The hospital mandates that every staff member participate in annual cultural competence training, and Rock recommends more for his staff. He wants someone from the patient accounts staff to attend every cultural competence training opportunity offered in the hospital, and that person is expected to share the information with the entire department.
Beyond that, Rock invites presenters to his department to reinforce cultural competency skills and an appreciation for the diversity among his staff members. “The cultural training is not only between employees and patients, it’s among ourselves,” he says. “The patient accounts department is so diverse that we have to be respectful of each other. And if we can’t be respectful of each other, how are we going to be respectful of our patients? So we work at it.”
Communicating effectively with people from different cultures eases the process of finding payment sources for Lutheran Medical Center’s patients, Rock says.
For example, some patients with limited English struggle to communicate in English because they think it is required. Lutheran Medical Center staff are trained to recognize when that is happening and seek translation assistance from a staff member who speaks the patient’s native language.
“Once you provide that service, you’re going to make someone a lot more comfortable. And when you provide the documentation—a financial assistance summary or financial assistance application in their language—the fear that you’re going to do something to them goes away,” he says. “We get better information and we spend less time capturing the information because we have developed a rapport with the patient by trying to communicate in the best way possible.”
The patient accounts staff is trained to write letters to employers or landlords seeking documentation that will help with financial assistance applications. Furthermore, Lutheran Medical Center adjusts its policies to accommodate cultural differences.

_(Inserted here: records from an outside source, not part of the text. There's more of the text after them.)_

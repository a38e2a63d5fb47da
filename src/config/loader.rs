//! Configuration loading functionality.
//!
//! This module provides the [`ConfigLoader`] type for loading engine
//! configuration from YAML files.

use rust_decimal::Decimal;
use std::fs;
use std::path::Path;

use crate::error::{EngineError, EngineResult};

use super::types::{EngineConfig, FormDefaults};

/// Loads and provides access to the engine configuration.
///
/// The `ConfigLoader` reads YAML configuration files from a directory and
/// validates the rate constants before the engine ever runs.
///
/// # Directory Structure
///
/// ```text
/// config/default/
/// ├── engine.yaml    # Rates, commission schedule, phone-line rules
/// └── defaults.yaml  # Form reset values
/// ```
///
/// # Example
///
/// ```no_run
/// use salesfloor_engine::config::ConfigLoader;
///
/// let loader = ConfigLoader::load("./config/default").unwrap();
/// println!("Default expense lines: {}", loader.defaults().expenses.len());
/// ```
#[derive(Debug, Clone)]
pub struct ConfigLoader {
    engine: EngineConfig,
    defaults: FormDefaults,
}

impl ConfigLoader {
    /// Loads configuration from the specified directory.
    ///
    /// # Arguments
    ///
    /// * `path` - Path to the configuration directory (e.g., "./config/default")
    ///
    /// # Returns
    ///
    /// Returns a `ConfigLoader` instance on success, or an error if:
    /// - Either file is missing (`ConfigNotFound`)
    /// - Either file contains invalid YAML (`ConfigParseError`)
    /// - The net revenue rate is not strictly positive (`ConfigParseError`)
    ///
    /// # Example
    ///
    /// ```no_run
    /// use salesfloor_engine::config::ConfigLoader;
    ///
    /// let loader = ConfigLoader::load("./config/default")?;
    /// # Ok::<(), salesfloor_engine::error::EngineError>(())
    /// ```
    pub fn load<P: AsRef<Path>>(path: P) -> EngineResult<Self> {
        let path = path.as_ref();

        let engine_path = path.join("engine.yaml");
        let engine = Self::load_yaml::<EngineConfig>(&engine_path)?;

        let defaults_path = path.join("defaults.yaml");
        let defaults = Self::load_yaml::<FormDefaults>(&defaults_path)?;

        Self::validate(&engine, &engine_path)?;

        Ok(Self { engine, defaults })
    }

    /// Loads and parses a YAML file.
    fn load_yaml<T: serde::de::DeserializeOwned>(path: &Path) -> EngineResult<T> {
        let path_str = path.display().to_string();

        let content = fs::read_to_string(path).map_err(|_| EngineError::ConfigNotFound {
            path: path_str.clone(),
        })?;

        serde_yaml::from_str(&content).map_err(|e| EngineError::ConfigParseError {
            path: path_str,
            message: e.to_string(),
        })
    }

    /// Checks rate constants the formulas divide by or scale with.
    fn validate(engine: &EngineConfig, path: &Path) -> EngineResult<()> {
        if engine.revenue.net_revenue_rate <= Decimal::ZERO {
            return Err(EngineError::ConfigParseError {
                path: path.display().to_string(),
                message: format!(
                    "net_revenue_rate must be positive, got {}",
                    engine.revenue.net_revenue_rate
                ),
            });
        }

        if let Some(remit_rate) = engine.revenue.remit_rate {
            if remit_rate < Decimal::ZERO {
                return Err(EngineError::ConfigParseError {
                    path: path.display().to_string(),
                    message: format!("remit_rate must be non-negative, got {}", remit_rate),
                });
            }
        }

        Ok(())
    }

    /// Returns the engine configuration.
    pub fn engine(&self) -> &EngineConfig {
        &self.engine
    }

    /// Returns the default form values.
    pub fn defaults(&self) -> &FormDefaults {
        &self.defaults
    }
}
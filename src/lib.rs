//! Profit and break-even calculation engine for call-center sales operations.
//!
//! This crate derives expense totals, commission payouts, break-even sales,
//! and profit/loss from operating costs, staffing counts, and sales figures.
//! Revenue can be entered as a single total or as per-agent averages, and
//! phone-line counts can be auto-derived from staffing levels with per-field
//! override tracking.

#![warn(missing_docs)]

pub mod api;
pub mod calculation;
pub mod config;
pub mod error;
pub mod models;
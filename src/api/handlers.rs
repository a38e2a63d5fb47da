//! HTTP request handlers for the Sales Floor Engine API.
//!
//! This module contains the handler functions for all API endpoints.

use std::time::Instant;

use axum::{
    extract::{rejection::JsonRejection, State},
    http::{header, StatusCode},
    response::IntoResponse,
    routing::{get, post},
    Json, Router,
};
use tracing::{info, warn};
use uuid::Uuid;

use crate::calculation::calculate;

use super::request::CalculationRequest;
use super::response::{ApiError, ApiErrorResponse};
use super::state::AppState;

/// Creates the API router with all endpoints.
pub fn create_router(state: AppState) -> Router {
    Router::new()
        .route("/calculate", post(calculate_handler))
        .route("/defaults", get(defaults_handler))
        .with_state(state)
}

/// Handler for POST /calculate endpoint.
///
/// Accepts the raw form fields, coerces and validates them, and returns
/// the full profitability result including the synced phone-line states.
async fn calculate_handler(
    State(state): State<AppState>,
    payload: Result<Json<CalculationRequest>, JsonRejection>,
) -> impl IntoResponse {
    // Generate correlation ID for request tracking
    let correlation_id = Uuid::new_v4();
    info!(correlation_id = %correlation_id, "Processing calculation request");

    // Handle JSON parsing errors
    let request = match payload {
        Ok(Json(req)) => req,
        Err(rejection) => {
            let error = match rejection {
                JsonRejection::JsonDataError(err) => {
                    // Get the body text which contains the detailed error from serde
                    let body_text = err.body_text();
                    warn!(
                        correlation_id = %correlation_id,
                        error = %body_text,
                        "JSON data error"
                    );
                    // Check if it's a missing field error
                    if body_text.contains("missing field") {
                        ApiError::validation_error(body_text)
                    } else {
                        ApiError::malformed_json(body_text)
                    }
                }
                JsonRejection::JsonSyntaxError(err) => {
                    warn!(
                        correlation_id = %correlation_id,
                        error = %err,
                        "JSON syntax error"
                    );
                    ApiError::malformed_json(format!("Invalid JSON syntax: {}", err))
                }
                JsonRejection::MissingJsonContentType(_) => {
                    ApiError::new("MISSING_CONTENT_TYPE", "Content-Type must be application/json")
                }
                _ => ApiError::malformed_json("Failed to parse request body"),
            };
            return (
                StatusCode::BAD_REQUEST,
                [(header::CONTENT_TYPE, "application/json")],
                Json(error),
            )
                .into_response();
        }
    };

    // Coerce the raw fields and apply the negativity gate
    let snapshot = match request.to_snapshot() {
        Ok(snapshot) => snapshot,
        Err(err) => {
            warn!(
                correlation_id = %correlation_id,
                error = %err,
                "Request rejected by validation"
            );
            let api_error: ApiErrorResponse = err.into();
            return (
                api_error.status,
                [(header::CONTENT_TYPE, "application/json")],
                Json(api_error.error),
            )
                .into_response();
        }
    };

    // Perform the calculation
    let start_time = Instant::now();
    match calculate(&snapshot, state.config().engine()) {
        Ok(result) => {
            let duration = start_time.elapsed();
            info!(
                correlation_id = %correlation_id,
                sales_mode = ?snapshot.revenue.mode(),
                total_expenses = %result.total_expenses,
                profit = %result.profit,
                outcome = ?result.outcome,
                duration_us = duration.as_micros(),
                "Calculation completed successfully"
            );
            (
                StatusCode::OK,
                [(header::CONTENT_TYPE, "application/json")],
                Json(result),
            )
                .into_response()
        }
        Err(err) => {
            warn!(
                correlation_id = %correlation_id,
                error = %err,
                "Calculation failed"
            );
            let api_error: ApiErrorResponse = err.into();
            (
                api_error.status,
                [(header::CONTENT_TYPE, "application/json")],
                Json(api_error.error),
            )
                .into_response()
        }
    }
}

/// Handler for GET /defaults endpoint.
///
/// Returns the configured form defaults so a client can populate or
/// reset the form. Resetting through these values also returns every
/// phone-line group to the auto state.
async fn defaults_handler(State(state): State<AppState>) -> impl IntoResponse {
    (
        StatusCode::OK,
        [(header::CONTENT_TYPE, "application/json")],
        Json(state.config().defaults().clone()),
    )
        .into_response()
}
//! Response types for the Sales Floor Engine API.
//!
//! This module defines the error response structures and error handling
//! for the HTTP API.

use axum::{
    http::StatusCode,
    response::{IntoResponse, Response},
    Json,
};
use serde::{Deserialize, Serialize};

use crate::error::EngineError;

/// API error response structure.
#[derive(Debug, Clone, Serialize, Deserialize)]
pub struct ApiError {
    /// Error code for programmatic handling.
    pub code: String,
    /// Human-readable error message.
    pub message: String,
    /// Optional details about the error.
    #[serde(skip_serializing_if = "Option::is_none")]
    pub details: Option<String>,
}

impl ApiError {
    /// Creates a new API error.
    pub fn new(code: impl Into<String>, message: impl Into<String>) -> Self {
        Self {
            code: code.into(),
            message: message.into(),
            details: None,
        }
    }

    /// Creates a new API error with details.
    pub fn with_details(
        code: impl Into<String>,
        message: impl Into<String>,
        details: impl Into<String>,
    ) -> Self {
        Self {
            code: code.into(),
            message: message.into(),
            details: Some(details.into()),
        }
    }

    /// Creates a validation error response.
    pub fn validation_error(message: impl Into<String>) -> Self {
        Self::new("VALIDATION_ERROR", message)
    }

    /// Creates a malformed JSON error response.
    pub fn malformed_json(message: impl Into<String>) -> Self {
        Self::new("MALFORMED_JSON", message)
    }
}

/// API error with HTTP status code.
pub struct ApiErrorResponse {
    /// The HTTP status code.
    pub status: StatusCode,
    /// The error body.
    pub error: ApiError,
}

impl IntoResponse for ApiErrorResponse {
    fn into_response(self) -> Response {
        (self.status, Json(self.error)).into_response()
    }
}

impl From<EngineError> for ApiErrorResponse {
    fn from(error: EngineError) -> Self {
        match error {
            EngineError::ConfigNotFound { path } => ApiErrorResponse {
                status: StatusCode::INTERNAL_SERVER_ERROR,
                error: ApiError::with_details(
                    "CONFIG_ERROR",
                    "Configuration error",
                    format!("Configuration file not found: {}", path),
                ),
            },
            EngineError::ConfigParseError { path, message } => ApiErrorResponse {
                status: StatusCode::INTERNAL_SERVER_ERROR,
                error: ApiError::with_details(
                    "CONFIG_ERROR",
                    "Configuration parse error",
                    format!("Failed to parse {}: {}", path, message),
                ),
            },
            EngineError::NegativeSales { amount } => ApiErrorResponse {
                status: StatusCode::BAD_REQUEST,
                error: ApiError::with_details(
                    "NEGATIVE_SALES",
                    format!("Sales cannot be negative: {}", amount),
                    "Total monthly sales must be zero or greater",
                ),
            },
            EngineError::NegativeAverage { role, amount } => ApiErrorResponse {
                status: StatusCode::BAD_REQUEST,
                error: ApiError::with_details(
                    "NEGATIVE_AVERAGE",
                    format!("Average sales for '{}' cannot be negative: {}", role, amount),
                    "Per-agent average sales must be zero or greater",
                ),
            },
            EngineError::NegativeCount { field, value } => ApiErrorResponse {
                status: StatusCode::BAD_REQUEST,
                error: ApiError::with_details(
                    "NEGATIVE_COUNT",
                    format!("Count for '{}' cannot be negative: {}", field, value),
                    "Agent and phone-line counts must be zero or greater",
                ),
            },
            EngineError::CalculationError { message } => ApiErrorResponse {
                status: StatusCode::INTERNAL_SERVER_ERROR,
                error: ApiError::with_details(
                    "CALCULATION_ERROR",
                    "Calculation failed",
                    message,
                ),
            },
        }
    }
}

For example, when Rock attended a community meeting, he heard members of the Arabic community say they did not want to provide a lot of financial information. He told the group that Lutheran Medical Center will accept a letter from an employer or even a self-attestation of employment to help patients seek assistance or insurance. “My goal is to help the patients get the services they need and get paid for those services,” he says. “And if I can do that by helping them get approved for Medicaid, Health Plus Amerigroup [another public insurance program in New York], or any other insurance, then I think we can all win.”
Lutheran HealthCare, the medical center’s parent organization, supports the patient-friendly bilingual services with hospital signs posted in up to six languages and patient education materials available in five languages. In addition, Chinese, Arabic, and Orthodox Jewish community liaisons are assigned to help patients navigate the healthcare system.
Chinese, Latino, and Arab advisory committees also work with Lutheran HealthCare executives to make decisions of significance to their cultural communities. For example, Kosher and Halal meals are available for Jewish and Muslim patients, and the hospital has an interfaith chapel, a mosque, and a mediation and support room for Jewish families.
This complete package of culturally competent practices serves Lutheran HealthCare’s diverse population and positions the health system to adapt its services, policies, and procedures to meet cultural changes in the community down the road.
Lola Butcher is a freelance writer and editor based in Missouri.
Quoted in this article:
Sheldon Rock is vice president, patient accounts, Lutheran Medical Center, Brooklyn, N.Y.
Virginia S. Tong is vice president, cultural competence, at Lutheran HealthCare, Brooklyn, N.Y.